START Dataset extract

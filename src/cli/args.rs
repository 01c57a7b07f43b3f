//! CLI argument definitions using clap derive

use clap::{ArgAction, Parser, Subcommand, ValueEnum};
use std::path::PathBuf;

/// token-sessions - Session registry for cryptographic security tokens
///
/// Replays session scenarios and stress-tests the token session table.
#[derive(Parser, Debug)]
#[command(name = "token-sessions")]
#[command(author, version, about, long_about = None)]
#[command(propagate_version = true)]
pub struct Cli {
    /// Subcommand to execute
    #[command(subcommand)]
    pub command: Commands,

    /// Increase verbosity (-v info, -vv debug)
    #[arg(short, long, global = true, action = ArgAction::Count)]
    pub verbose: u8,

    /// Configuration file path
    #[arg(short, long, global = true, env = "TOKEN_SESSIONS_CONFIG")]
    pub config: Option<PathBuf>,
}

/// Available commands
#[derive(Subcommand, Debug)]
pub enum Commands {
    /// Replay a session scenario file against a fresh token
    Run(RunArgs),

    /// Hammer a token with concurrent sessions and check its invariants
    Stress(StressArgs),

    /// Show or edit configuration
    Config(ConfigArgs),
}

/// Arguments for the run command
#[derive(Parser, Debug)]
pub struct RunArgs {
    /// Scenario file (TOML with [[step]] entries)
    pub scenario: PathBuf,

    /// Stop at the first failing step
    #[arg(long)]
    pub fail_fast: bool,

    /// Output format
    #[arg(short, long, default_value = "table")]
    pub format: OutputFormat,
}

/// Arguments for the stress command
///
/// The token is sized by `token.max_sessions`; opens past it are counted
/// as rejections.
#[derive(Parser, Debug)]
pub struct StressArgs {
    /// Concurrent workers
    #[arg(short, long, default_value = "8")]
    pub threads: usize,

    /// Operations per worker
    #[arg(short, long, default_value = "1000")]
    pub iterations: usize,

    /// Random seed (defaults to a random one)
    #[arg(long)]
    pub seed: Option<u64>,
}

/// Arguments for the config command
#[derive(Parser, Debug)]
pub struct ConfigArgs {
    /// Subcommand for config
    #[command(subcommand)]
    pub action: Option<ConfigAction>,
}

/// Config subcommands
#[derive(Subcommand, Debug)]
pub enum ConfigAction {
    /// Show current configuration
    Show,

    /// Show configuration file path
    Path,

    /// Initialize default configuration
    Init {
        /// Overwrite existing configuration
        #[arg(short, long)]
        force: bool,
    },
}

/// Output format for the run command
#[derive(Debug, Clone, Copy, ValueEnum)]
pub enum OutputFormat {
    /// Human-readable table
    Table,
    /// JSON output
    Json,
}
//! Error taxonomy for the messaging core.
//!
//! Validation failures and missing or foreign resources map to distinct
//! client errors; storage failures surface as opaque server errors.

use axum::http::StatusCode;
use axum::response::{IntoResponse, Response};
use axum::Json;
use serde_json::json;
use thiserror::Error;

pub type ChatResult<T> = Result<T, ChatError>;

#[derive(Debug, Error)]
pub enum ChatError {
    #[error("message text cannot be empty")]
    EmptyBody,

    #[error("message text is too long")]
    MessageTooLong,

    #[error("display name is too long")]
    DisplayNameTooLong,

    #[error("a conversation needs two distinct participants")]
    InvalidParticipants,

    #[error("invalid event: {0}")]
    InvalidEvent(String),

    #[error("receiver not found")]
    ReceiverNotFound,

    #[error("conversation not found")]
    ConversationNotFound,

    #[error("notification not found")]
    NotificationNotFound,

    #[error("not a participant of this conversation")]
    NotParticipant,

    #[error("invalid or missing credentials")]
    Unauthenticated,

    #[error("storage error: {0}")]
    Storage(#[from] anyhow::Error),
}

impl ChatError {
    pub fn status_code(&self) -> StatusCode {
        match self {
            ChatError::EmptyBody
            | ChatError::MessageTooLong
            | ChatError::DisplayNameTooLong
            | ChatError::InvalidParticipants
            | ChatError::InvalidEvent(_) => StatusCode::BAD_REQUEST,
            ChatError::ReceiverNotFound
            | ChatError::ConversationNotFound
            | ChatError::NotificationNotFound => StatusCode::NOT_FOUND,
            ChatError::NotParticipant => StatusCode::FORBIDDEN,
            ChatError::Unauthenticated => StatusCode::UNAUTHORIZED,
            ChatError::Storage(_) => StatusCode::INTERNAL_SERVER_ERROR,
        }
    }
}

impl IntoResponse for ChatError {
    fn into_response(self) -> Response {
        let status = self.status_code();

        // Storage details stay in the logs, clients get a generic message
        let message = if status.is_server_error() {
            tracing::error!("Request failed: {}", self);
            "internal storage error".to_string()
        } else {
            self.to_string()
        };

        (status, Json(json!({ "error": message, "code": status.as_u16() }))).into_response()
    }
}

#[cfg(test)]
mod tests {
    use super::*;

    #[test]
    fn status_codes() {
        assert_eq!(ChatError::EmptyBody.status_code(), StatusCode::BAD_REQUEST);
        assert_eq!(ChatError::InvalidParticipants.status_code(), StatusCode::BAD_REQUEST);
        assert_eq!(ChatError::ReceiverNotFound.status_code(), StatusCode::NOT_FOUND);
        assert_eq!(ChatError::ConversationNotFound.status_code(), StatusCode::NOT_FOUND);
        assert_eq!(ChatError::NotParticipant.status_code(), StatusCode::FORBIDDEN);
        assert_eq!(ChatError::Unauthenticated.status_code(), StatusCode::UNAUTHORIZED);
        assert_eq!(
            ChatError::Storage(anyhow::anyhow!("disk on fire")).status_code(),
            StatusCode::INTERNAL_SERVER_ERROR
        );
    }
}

END Dataset extract
START Dataset extract

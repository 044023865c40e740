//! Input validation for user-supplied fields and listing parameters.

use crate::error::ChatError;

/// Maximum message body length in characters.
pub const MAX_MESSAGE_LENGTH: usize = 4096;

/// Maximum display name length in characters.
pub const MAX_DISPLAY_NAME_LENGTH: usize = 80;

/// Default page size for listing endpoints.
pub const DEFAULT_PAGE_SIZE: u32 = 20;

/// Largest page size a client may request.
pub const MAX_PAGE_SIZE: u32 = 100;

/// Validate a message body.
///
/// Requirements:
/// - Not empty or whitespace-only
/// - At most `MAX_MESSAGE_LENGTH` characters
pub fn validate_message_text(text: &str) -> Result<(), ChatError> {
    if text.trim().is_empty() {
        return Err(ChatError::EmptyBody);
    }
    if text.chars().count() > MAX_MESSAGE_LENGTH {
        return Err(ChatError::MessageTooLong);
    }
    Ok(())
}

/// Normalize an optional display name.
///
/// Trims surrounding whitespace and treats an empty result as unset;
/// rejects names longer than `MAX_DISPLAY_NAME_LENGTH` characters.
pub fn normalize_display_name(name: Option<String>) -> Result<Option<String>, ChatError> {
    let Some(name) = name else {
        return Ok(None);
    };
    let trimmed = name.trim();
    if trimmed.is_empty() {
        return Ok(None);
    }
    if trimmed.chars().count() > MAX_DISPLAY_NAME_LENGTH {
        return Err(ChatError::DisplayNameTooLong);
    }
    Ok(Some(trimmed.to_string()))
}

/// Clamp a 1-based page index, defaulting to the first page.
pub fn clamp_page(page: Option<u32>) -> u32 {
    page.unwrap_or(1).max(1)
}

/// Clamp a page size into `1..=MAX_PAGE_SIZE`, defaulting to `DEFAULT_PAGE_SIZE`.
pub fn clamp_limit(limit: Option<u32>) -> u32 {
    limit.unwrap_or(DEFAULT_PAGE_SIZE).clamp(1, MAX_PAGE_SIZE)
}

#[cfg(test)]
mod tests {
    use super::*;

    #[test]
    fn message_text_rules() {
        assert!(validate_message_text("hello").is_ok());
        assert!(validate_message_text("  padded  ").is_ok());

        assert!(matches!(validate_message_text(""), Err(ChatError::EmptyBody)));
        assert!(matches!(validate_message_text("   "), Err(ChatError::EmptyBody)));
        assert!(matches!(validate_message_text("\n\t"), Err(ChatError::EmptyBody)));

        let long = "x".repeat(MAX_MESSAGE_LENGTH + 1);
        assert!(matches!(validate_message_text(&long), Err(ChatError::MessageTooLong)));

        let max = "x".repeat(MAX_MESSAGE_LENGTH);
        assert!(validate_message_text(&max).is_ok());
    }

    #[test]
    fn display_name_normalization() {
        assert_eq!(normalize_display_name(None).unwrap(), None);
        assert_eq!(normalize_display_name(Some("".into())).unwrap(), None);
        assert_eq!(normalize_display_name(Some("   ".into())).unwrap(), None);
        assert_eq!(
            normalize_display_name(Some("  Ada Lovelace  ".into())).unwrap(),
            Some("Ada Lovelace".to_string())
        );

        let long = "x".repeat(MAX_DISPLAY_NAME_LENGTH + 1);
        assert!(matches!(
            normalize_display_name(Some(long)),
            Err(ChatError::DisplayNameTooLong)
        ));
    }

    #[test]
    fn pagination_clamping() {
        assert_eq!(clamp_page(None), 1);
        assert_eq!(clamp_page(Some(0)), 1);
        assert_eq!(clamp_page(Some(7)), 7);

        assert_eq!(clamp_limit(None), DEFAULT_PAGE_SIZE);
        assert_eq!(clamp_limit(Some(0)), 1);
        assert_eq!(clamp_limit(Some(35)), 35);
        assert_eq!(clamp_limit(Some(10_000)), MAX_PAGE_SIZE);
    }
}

END Dataset extract

> Directions: All lines above from the one with "pub fn clamp_page(page: Option<u32>)" to the one with "assert_eq!(normalize_display_name(None).unwrap(), None);", inclusive, should be copied exactly, and no other lines.

> Result:
pub fn clamp_page(page: Option<u32>) -> u32 {
    page.unwrap_or(1).max(1)
}

/// Clamp a page size into `1..=MAX_PAGE_SIZE`, defaulting to `DEFAULT_PAGE_SIZE`.
pub fn clamp_limit(limit: Option<u32>) -> u32 {
    limit.unwrap_or(DEFAULT_PAGE_SIZE).clamp(1, MAX_PAGE_SIZE)
}

#[cfg(test)]
mod tests {
    use super::*;

    #[test]
    fn message_text_rules() {
        assert!(validate_message_text("hello").is_ok());
        assert!(validate_message_text("  padded  ").is_ok());

        assert!(matches!(validate_message_text(""), Err(ChatError::EmptyBody)));
        assert!(matches!(validate_message_text("   "), Err(ChatError::EmptyBody)));
        assert!(matches!(validate_message_text("\n\t"), Err(ChatError::EmptyBody)));

        let long = "x".repeat(MAX_MESSAGE_LENGTH + 1);
        assert!(matches!(validate_message_text(&long), Err(ChatError::MessageTooLong)));

        let max = "x".repeat(MAX_MESSAGE_LENGTH);
        assert!(validate_message_text(&max).is_ok());
    }

    #[test]
    fn display_name_normalization() {
        assert_eq!(normalize_display_name(None).unwrap(), None);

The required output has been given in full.